BEGIN EXERCISE DATA

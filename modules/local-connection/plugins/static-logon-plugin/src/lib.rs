#![cfg_attr(coverage_nightly, feature(coverage_attribute))]
//! Static Logon Plugin
//!
//! In-process client service registry for development and testing. Serves a
//! logon backend backed by a static user table, a query service that only
//! tracks requests, and an in-memory VDB repository.
//!
//! ## Modes
//!
//! - **`accept_all`** (default): Accepts any user name and password.
//!
//! - **`static_users`**: Accepts only configured users with matching passwords.
//!
//! In both modes, a caller identity vouched for by the configured security
//! domain is trusted without a password (passthrough).
//!
//! ## Configuration
//!
//! ```yaml
//! static_logon_plugin:
//!   mode: static_users
//!   security_domain: "corp"
//!   users:
//!     - name: "alice"
//!       password: "s3cret"
//!       roles: ["analyst"]
//! ```
//!
//! ## Usage
//!
//! ```ignore
//! let registry = LocalServiceRegistry::from_config(&cfg, helper);
//! directory.bind("local", Arc::new(registry));
//! ```

pub mod config;
pub mod domain;

pub use config::{LogonMode, StaticLogonPluginConfig, UserConfig};
pub use domain::{InMemoryVdbRepository, LocalServiceRegistry, StaticLogonService, StaticQueryService};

END EXERCISE DATA

— TO DO —
Leaving nothing out, print each line above exactly.

— COMPLETED TASK —
filename modules/local-connection/plugins/static-logon-plugin/src/lib.rs
#![cfg_attr(coverage_nightly, feature(coverage_attribute))]
//! Static Logon Plugin
//!
//! In-process client service registry for development and testing. Serves a
//! logon backend backed by a static user table, a query service that only
//! tracks requests, and an in-memory VDB repository.
//!
//! ## Modes
//!
//! - **`accept_all`** (default): Accepts any user name and password.
//!
//! - **`static_users`**: Accepts only configured users with matching passwords.
//!
//! In both modes, a caller identity vouched for by the configured security
//! domain is trusted without a password (passthrough).
//!
//! ## Configuration
//!
//! ```yaml
//! static_logon_plugin:
//!   mode: static_users
//!   security_domain: "corp"
//!   users:
//!     - name: "alice"
//!       password: "s3cret"
//!       roles: ["analyst"]
//! ```
//!
//! ## Usage
//!
//! ```ignore
//! let registry = LocalServiceRegistry::from_config(&cfg, helper);
//! directory.bind("local", Arc::new(registry));
//! ```

pub mod config;
pub mod domain;

pub use config::{LogonMode, StaticLogonPluginConfig, UserConfig};
pub use domain::{InMemoryVdbRepository, LocalServiceRegistry, StaticLogonService, StaticQueryService};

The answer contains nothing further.